Jed Morse: Nancy, this place is incredible. How long have you been here?
Nancy Rubins: I believe Chris came out here in ’84, and we just tried to accumulate land. We lived down the hill in kind of a cabin-y tent for about four-and-a-half years while we built the house. Now, I’ve turned that into a kind of studio. We put that big, barn-like structure there and I built the sculpture pad here originally. There are huge concrete chunks under the ground here, and over there in certain places so that, like the piece that is now at MOCA [Museum of Contemporary Art, Los Angeles], I could build it here to fit into Gagosian’s space [where it was shown initially]. So I can work stuff out here at actual size. That always worked for me.

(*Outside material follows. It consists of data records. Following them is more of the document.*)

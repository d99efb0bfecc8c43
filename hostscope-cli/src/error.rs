//! CLI error type with process exit codes

use std::path::PathBuf;

/// Errors surfaced to the CLI user
#[derive(Debug, thiserror::Error)]
pub enum CliError {
    /// The settings file could not be read
    #[error("failed to read config {path}: {source}")]
    ConfigRead {
        /// Path the user supplied
        path: PathBuf,
        /// Underlying I/O error
        #[source]
        source: std::io::Error,
    },

    /// The settings file is not valid TOML
    #[error("failed to parse config {path}: {source}")]
    ConfigParse {
        /// Path the user supplied
        path: PathBuf,
        /// Underlying TOML error
        #[source]
        source: toml::de::Error,
    },

    /// The stats capability is absent on this host
    #[error("stats source not available")]
    Unavailable,

    /// JSON output could not be produced
    #[error("failed to serialize output: {0}")]
    Serialize(#[from] serde_json::Error),
}

impl CliError {
    /// Process exit code for this error
    #[must_use]
    pub const fn exit_code(&self) -> i32 {
        match self {
            Self::ConfigRead { .. } | Self::ConfigParse { .. } => 2,
            Self::Unavailable => 3,
            Self::Serialize(_) => 1,
        }
    }
}

#[cfg(test)]
mod tests {
    use super::*;

    #[test]
    fn test_exit_codes() {
        assert_eq!(CliError::Unavailable.exit_code(), 3);
        let err = CliError::ConfigRead {
            path: PathBuf::from("/tmp/missing.toml"),
            source: std::io::Error::other("nope"),
        };
        assert_eq!(err.exit_code(), 2);
    }

    #[test]
    fn test_unavailable_message() {
        assert_eq!(
            CliError::Unavailable.to_string(),
            hostscope_core::SOURCE_UNAVAILABLE_ERROR
        );
    }
}
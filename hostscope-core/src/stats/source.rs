//! The sampling boundary
//!
//! [`StatsSource`] is the seam between the pipeline and whatever privileged
//! backend actually reads host statistics. The host environment decides the
//! implementation once, at construction; business logic never probes for a
//! capability ad hoc.
//!
//! Every fetch returns `Option`: an implementation catches its own failures
//! and reports `None`. "Unavailable" and "errored" are deliberately the same
//! outcome upstream — a fetch is never allowed to disrupt a poll cycle.

use async_trait::async_trait;

use super::metrics::{MemorySample, NetworkSample, ProcessSample, SystemIdentity};

/// Default number of processes requested by a top-N fetch
pub const DEFAULT_TOP_PROCESS_COUNT: usize = 10;

/// Boundary to the privileged statistics backend
#[async_trait]
pub trait StatsSource: Send + Sync {
    /// Whether the backing capability exists in this runtime.
    ///
    /// Called once, synchronously, when the pipeline is constructed. Absence
    /// is a normal outcome, not an error.
    fn is_capability_present(&self) -> bool;

    /// Current memory usage, or `None` if the sample could not be taken
    async fn fetch_memory(&self) -> Option<MemorySample>;

    /// Current network counters and rates, or `None`
    async fn fetch_network(&self) -> Option<NetworkSample>;

    /// Static system identity, or `None`
    async fn fetch_system_identity(&self) -> Option<SystemIdentity>;

    /// Up to `count` processes ranked by CPU usage, or `None`
    async fn fetch_top_processes(&self, count: usize) -> Option<Vec<ProcessSample>>;
}

/// Null-object source for runtimes without a statistics capability.
///
/// Reports the capability as absent and returns `None` from every fetch, so
/// a pipeline built on it degrades to the "source unavailable" state without
/// any special-casing.
#[derive(Debug, Clone, Copy, Default)]
pub struct NullStatsSource;

#[async_trait]
impl StatsSource for NullStatsSource {
    fn is_capability_present(&self) -> bool {
        false
    }

    async fn fetch_memory(&self) -> Option<MemorySample> {
        None
    }

    async fn fetch_network(&self) -> Option<NetworkSample> {
        None
    }

    async fn fetch_system_identity(&self) -> Option<SystemIdentity> {
        None
    }

    async fn fetch_top_processes(&self, _count: usize) -> Option<Vec<ProcessSample>> {
        None
    }
}
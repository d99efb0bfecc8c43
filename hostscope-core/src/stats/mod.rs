//! Host statistics polling pipeline
//!
//! Samples memory, network, process, and identity metrics from a
//! [`StatsSource`], polls on a fixed interval with an at-most-one in-flight
//! refresh guarantee, and keeps a bounded history of timestamped samples for
//! charting.
//!
//! This module is presentation-free — it handles only data models, sampling,
//! and state. Rendering lives with whatever consumes [`StatsPipeline`].

mod history;
mod metrics;
mod pipeline;
mod poller;
mod proc;
mod settings;
mod source;
mod store;

pub use history::HistoryBuffer;
pub use metrics::{
    rank_top_processes, HistoryPoint, MemorySample, NetworkSample, ProcessSample, ProcessSortKey,
    SystemIdentity,
};
pub use pipeline::StatsPipeline;
pub use poller::{start_poller, PollerHandle};
pub use proc::{ProcStatsSource, SourceError};
pub use settings::{StatsSettings, MAX_POLL_INTERVAL_MS, MIN_POLL_INTERVAL_MS};
pub use source::{NullStatsSource, StatsSource, DEFAULT_TOP_PROCESS_COUNT};
pub use store::{StatsSnapshot, StatsStore, SOURCE_UNAVAILABLE_ERROR};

Then, somehow, not that long ago, I kind of graduated to making these models [points to the scale models inside the studio]. I had never really understood the use of models before because always the physical space that you go in is going to be a little bit different than that model you think out. It wasn’t anything that I really needed; it was something to make a presentation to someone else and get them inside. Me and the guy I work with, Collin Cook—he’s worked with me forever—we’ve used all of these different materials and we know how they physically go together, and we know how to work them in space, and it’s kind of an unspoken conversation that we can have with each other and it works out fine. Then, with the first boat piece, which is cantilevered off the roof at the Museum of Contemporary Art in San Diego, Collin and I are thinking about these boats and he’s worried about physically how they work. So we made these models and pretended that our hands were cranes and thought where the cables would go and thought, ‘Ah, this could work.’ It was really amazing because when we went to do the piece, there’s a certain point where Collin and I looked at each other and thought, ‘Wow, it’s working just like that model!’ And, all of the sudden, the model and the tininess made sense to me. There’s a caveat to it that once you are physically there, you always change things; the model is just the spirit of it.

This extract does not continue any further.